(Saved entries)
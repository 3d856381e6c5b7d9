//! 手書きマーキング（損傷箇所の描き込み）のデータモデル
//!
//! 座標はすべてキャンバス幅・高さに対する割合（0.0〜1.0）で保持する。
//! 表示解像度が変わってもストローク履歴は変わらない。
//!
//! - StrokePoint: 1点（座標 + 色 + 太さ）
//! - Stroke: 1回のドラッグで描かれた点列（1点以上）
//! - StrokeHistory: ストロークの列（追加・undo・clearのみ）
//! - StrokeRecorder: idle → drawing → idle の状態機械

use serde::{Deserialize, Serialize};
use std::fmt;
use std::str::FromStr;

/// ストロークの色（"#rrggbb" 形式でシリアライズ）
#[derive(Debug, Clone, Copy, PartialEq, Eq, Hash, Serialize, Deserialize)]
#[serde(try_from = "String", into = "String")]
pub struct StrokeColor {
    pub r: u8,
    pub g: u8,
    pub b: u8,
}

impl StrokeColor {
    pub const fn rgb(r: u8, g: u8, b: u8) -> Self {
        Self { r, g, b }
    }
}

impl FromStr for StrokeColor {
    type Err = String;

    fn from_str(s: &str) -> Result<Self, Self::Err> {
        let hex = s.trim().trim_start_matches('#');
        let expanded: String = match hex.len() {
            // "#f00" 形式
            3 => hex.chars().flat_map(|c| [c, c]).collect(),
            6 => hex.to_string(),
            _ => return Err(format!("Invalid color: {}", s)),
        };
        let channel = |i: usize| {
            u8::from_str_radix(&expanded[i..i + 2], 16).map_err(|_| format!("Invalid color: {}", s))
        };
        Ok(Self::rgb(channel(0)?, channel(2)?, channel(4)?))
    }
}

impl TryFrom<String> for StrokeColor {
    type Error = String;

    fn try_from(value: String) -> Result<Self, Self::Error> {
        value.parse()
    }
}

impl From<StrokeColor> for String {
    fn from(color: StrokeColor) -> Self {
        color.to_string()
    }
}

impl fmt::Display for StrokeColor {
    fn fmt(&self, f: &mut fmt::Formatter<'_>) -> fmt::Result {
        write!(f, "#{:02x}{:02x}{:02x}", self.r, self.g, self.b)
    }
}

/// 選択可能な色（赤・橙・黄・緑）
pub const PALETTE: [StrokeColor; 4] = [
    StrokeColor::rgb(0xef, 0x44, 0x44),
    StrokeColor::rgb(0xf9, 0x73, 0x16),
    StrokeColor::rgb(0xea, 0xb3, 0x08),
    StrokeColor::rgb(0x22, 0xc5, 0x5e),
];

/// 選択可能な太さ（px、表示解像度基準）
pub const BRUSH_SIZES: [f32; 4] = [2.0, 4.0, 8.0, 12.0];

/// 現在のブラシ設定
#[derive(Debug, Clone, Copy, PartialEq)]
pub struct Brush {
    pub color: StrokeColor,
    pub size: f32,
}

impl Default for Brush {
    fn default() -> Self {
        Self {
            color: PALETTE[0],
            size: 4.0,
        }
    }
}

/// ポインタ位置（キャンバスに対する割合、範囲外も受け付ける）
#[derive(Debug, Clone, Copy, PartialEq)]
pub struct PointerPos {
    pub x: f64,
    pub y: f64,
}

impl PointerPos {
    pub fn new(x: f64, y: f64) -> Self {
        Self { x, y }
    }

    /// [0,1]×[0,1] にクランプ（NaNは0扱い）
    pub fn clamped(self) -> Self {
        let clamp = |v: f64| if v.is_nan() { 0.0 } else { v.clamp(0.0, 1.0) };
        Self {
            x: clamp(self.x),
            y: clamp(self.y),
        }
    }
}

/// ストロークの1点
#[derive(Debug, Clone, Copy, PartialEq, Serialize, Deserialize)]
pub struct StrokePoint {
    pub x: f64,
    pub y: f64,
    pub color: StrokeColor,
    pub size: f32,
}

/// 1本のストローク（1点以上）
///
/// 描画時の色と太さは先頭の点のものを使う。
#[derive(Debug, Clone, PartialEq, Serialize, Deserialize)]
#[serde(try_from = "Vec<StrokePoint>", into = "Vec<StrokePoint>")]
pub struct Stroke {
    points: Vec<StrokePoint>,
}

impl Stroke {
    /// 空の点列からは作れない
    pub fn new(points: Vec<StrokePoint>) -> Option<Self> {
        if points.is_empty() {
            None
        } else {
            Some(Self { points })
        }
    }

    pub fn points(&self) -> &[StrokePoint] {
        &self.points
    }

    pub fn color(&self) -> StrokeColor {
        self.points[0].color
    }

    pub fn size(&self) -> f32 {
        self.points[0].size
    }

    pub fn len(&self) -> usize {
        self.points.len()
    }

    /// 常にfalse（Strokeは1点以上）
    pub fn is_empty(&self) -> bool {
        self.points.is_empty()
    }
}

impl TryFrom<Vec<StrokePoint>> for Stroke {
    type Error = String;

    fn try_from(points: Vec<StrokePoint>) -> Result<Self, Self::Error> {
        Stroke::new(points).ok_or_else(|| "stroke must contain at least one point".to_string())
    }
}

impl From<Stroke> for Vec<StrokePoint> {
    fn from(stroke: Stroke) -> Self {
        stroke.points
    }
}

/// ストローク履歴（描き込みの唯一の永続表現）
#[derive(Debug, Clone, Default, PartialEq, Serialize, Deserialize)]
#[serde(transparent)]
pub struct StrokeHistory {
    strokes: Vec<Stroke>,
}

impl StrokeHistory {
    pub fn new() -> Self {
        Self::default()
    }

    pub fn push(&mut self, stroke: Stroke) {
        self.strokes.push(stroke);
    }

    /// 最後のストロークを取り除く（空なら何もしない）
    pub fn undo(&mut self) -> Option<Stroke> {
        self.strokes.pop()
    }

    pub fn clear(&mut self) {
        self.strokes.clear();
    }

    pub fn strokes(&self) -> &[Stroke] {
        &self.strokes
    }

    pub fn iter(&self) -> impl Iterator<Item = &Stroke> {
        self.strokes.iter()
    }

    pub fn len(&self) -> usize {
        self.strokes.len()
    }

    pub fn is_empty(&self) -> bool {
        self.strokes.is_empty()
    }

    /// 保存済みJSONから読み込む
    pub fn from_json(json: &str) -> crate::Result<Self> {
        Ok(serde_json::from_str(json)?)
    }
}

impl FromIterator<Stroke> for StrokeHistory {
    fn from_iter<I: IntoIterator<Item = Stroke>>(iter: I) -> Self {
        Self {
            strokes: iter.into_iter().collect(),
        }
    }
}

/// レコーダーの状態
#[derive(Debug, Clone, PartialEq)]
pub enum RecorderState {
    Idle,
    Drawing(Vec<StrokePoint>),
}

/// ポインタ入力からストローク履歴を組み立てる状態機械
///
/// 同時に描けるストロークは1本だけ。pointer-leave でも必ず `end()` を呼ぶこと。
#[derive(Debug, Clone)]
pub struct StrokeRecorder {
    history: StrokeHistory,
    state: RecorderState,
    brush: Brush,
}

impl Default for StrokeRecorder {
    fn default() -> Self {
        Self::new()
    }
}

impl StrokeRecorder {
    pub fn new() -> Self {
        Self::with_history(StrokeHistory::new())
    }

    /// 下書きから復元した履歴で開始
    pub fn with_history(history: StrokeHistory) -> Self {
        Self {
            history,
            state: RecorderState::Idle,
            brush: Brush::default(),
        }
    }

    pub fn brush(&self) -> Brush {
        self.brush
    }

    pub fn set_color(&mut self, color: StrokeColor) {
        self.brush.color = color;
    }

    /// 太さは正の値のみ受け付ける
    pub fn set_size(&mut self, size: f32) {
        if size.is_finite() && size > 0.0 {
            self.brush.size = size;
        }
    }

    pub fn state(&self) -> &RecorderState {
        &self.state
    }

    pub fn is_drawing(&self) -> bool {
        matches!(self.state, RecorderState::Drawing(_))
    }

    /// 描画中の点列
    pub fn in_progress(&self) -> Option<&[StrokePoint]> {
        match &self.state {
            RecorderState::Drawing(points) => Some(points),
            RecorderState::Idle => None,
        }
    }

    fn point_at(&self, pos: PointerPos) -> StrokePoint {
        let pos = pos.clamped();
        StrokePoint {
            x: pos.x,
            y: pos.y,
            color: self.brush.color,
            size: self.brush.size,
        }
    }

    /// 新しいストロークを開始
    ///
    /// 描画中に呼ばれた場合は、それまでの点列を確定してから始める。
    pub fn begin(&mut self, pos: PointerPos) {
        if self.is_drawing() {
            self.end();
        }
        let point = self.point_at(pos);
        self.state = RecorderState::Drawing(vec![point]);
    }

    /// 描画中のストロークに点を追加（idleなら何もしない）
    pub fn extend(&mut self, pos: PointerPos) -> bool {
        let point = self.point_at(pos);
        match &mut self.state {
            RecorderState::Drawing(points) => {
                points.push(point);
                true
            }
            RecorderState::Idle => false,
        }
    }

    /// 描画中のストロークを履歴に確定
    ///
    /// 確定した場合は true。
    pub fn end(&mut self) -> bool {
        match std::mem::replace(&mut self.state, RecorderState::Idle) {
            RecorderState::Drawing(points) => match Stroke::new(points) {
                Some(stroke) => {
                    self.history.push(stroke);
                    true
                }
                None => false,
            },
            RecorderState::Idle => false,
        }
    }

    pub fn undo(&mut self) -> Option<Stroke> {
        self.history.undo()
    }

    /// 履歴と描画中の点列をすべて破棄
    pub fn clear(&mut self) {
        self.history.clear();
        self.state = RecorderState::Idle;
    }

    pub fn history(&self) -> &StrokeHistory {
        &self.history
    }

    pub fn into_history(self) -> StrokeHistory {
        self.history
    }
}

#[cfg(test)]
mod tests {
    use super::*;

    #[test]
    fn test_color_parse_and_display() {
        let color: StrokeColor = "#ef4444".parse().unwrap();
        assert_eq!(color, PALETTE[0]);
        assert_eq!(color.to_string(), "#ef4444");

        let short: StrokeColor = "#f00".parse().unwrap();
        assert_eq!(short, StrokeColor::rgb(255, 0, 0));

        assert!("#zzzzzz".parse::<StrokeColor>().is_err());
        assert!("red".parse::<StrokeColor>().is_err());
    }

    #[test]
    fn test_stroke_point_json_shape() {
        let point = StrokePoint {
            x: 0.5,
            y: 0.25,
            color: PALETTE[3],
            size: 4.0,
        };
        let json = serde_json::to_string(&point).unwrap();
        assert!(json.contains("\"color\":\"#22c55e\""));

        let history: StrokeHistory =
            serde_json::from_str(r##"[[{"x":0.1,"y":0.2,"color":"#ef4444","size":4}]]"##).unwrap();
        assert_eq!(history.len(), 1);
        assert_eq!(history.strokes()[0].size(), 4.0);
    }

    #[test]
    fn test_empty_stroke_rejected_on_deserialize() {
        let result: Result<StrokeHistory, _> = serde_json::from_str("[[]]");
        assert!(result.is_err());
    }

    #[test]
    fn test_begin_extend_end_commits_clamped_points() {
        let mut recorder = StrokeRecorder::new();
        recorder.begin(PointerPos::new(0.1, 0.1));
        recorder.extend(PointerPos::new(1.5, -0.2));
        recorder.extend(PointerPos::new(0.5, 0.5));
        assert!(recorder.end());

        let stroke = &recorder.history().strokes()[0];
        let coords: Vec<(f64, f64)> = stroke.points().iter().map(|p| (p.x, p.y)).collect();
        assert_eq!(coords, vec![(0.1, 0.1), (1.0, 0.0), (0.5, 0.5)]);
        assert!(!recorder.is_drawing());
    }

    #[test]
    fn test_extend_without_begin_is_noop() {
        let mut recorder = StrokeRecorder::new();
        assert!(!recorder.extend(PointerPos::new(0.3, 0.3)));
        assert!(!recorder.end());
        assert!(recorder.history().is_empty());
    }

    #[test]
    fn test_single_point_stroke_is_committed() {
        let mut recorder = StrokeRecorder::new();
        recorder.begin(PointerPos::new(0.4, 0.6));
        assert!(recorder.end());
        assert_eq!(recorder.history().strokes()[0].len(), 1);
    }

    #[test]
    fn test_begin_while_drawing_commits_previous() {
        let mut recorder = StrokeRecorder::new();
        recorder.begin(PointerPos::new(0.1, 0.1));
        recorder.extend(PointerPos::new(0.2, 0.2));
        recorder.begin(PointerPos::new(0.9, 0.9));
        recorder.end();
        assert_eq!(recorder.history().len(), 2);
        assert_eq!(recorder.history().strokes()[0].len(), 2);
    }

    #[test]
    fn test_brush_applies_to_new_points() {
        let mut recorder = StrokeRecorder::new();
        recorder.set_color(PALETTE[2]);
        recorder.set_size(12.0);
        recorder.set_size(-1.0);
        recorder.begin(PointerPos::new(0.0, 0.0));
        recorder.end();

        let stroke = &recorder.history().strokes()[0];
        assert_eq!(stroke.color(), PALETTE[2]);
        assert_eq!(stroke.size(), 12.0);
    }

    #[test]
    fn test_undo_and_clear() {
        let mut recorder = StrokeRecorder::new();
        assert!(recorder.undo().is_none());

        for i in 0..3 {
            recorder.begin(PointerPos::new(0.1 * i as f64, 0.5));
            recorder.end();
        }
        assert_eq!(recorder.history().len(), 3);

        recorder.undo();
        assert_eq!(recorder.history().len(), 2);

        recorder.begin(PointerPos::new(0.5, 0.5));
        recorder.clear();
        assert!(recorder.history().is_empty());
        assert!(!recorder.is_drawing());
    }

    #[test]
    fn test_nan_pointer_clamps_to_origin() {
        let pos = PointerPos::new(f64::NAN, 2.0).clamped();
        assert_eq!(pos, PointerPos::new(0.0, 1.0));
    }
}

Your instructions:
In the entries above, tally the lines that hold the string "unwrap" and give only the count.

Written answer:
4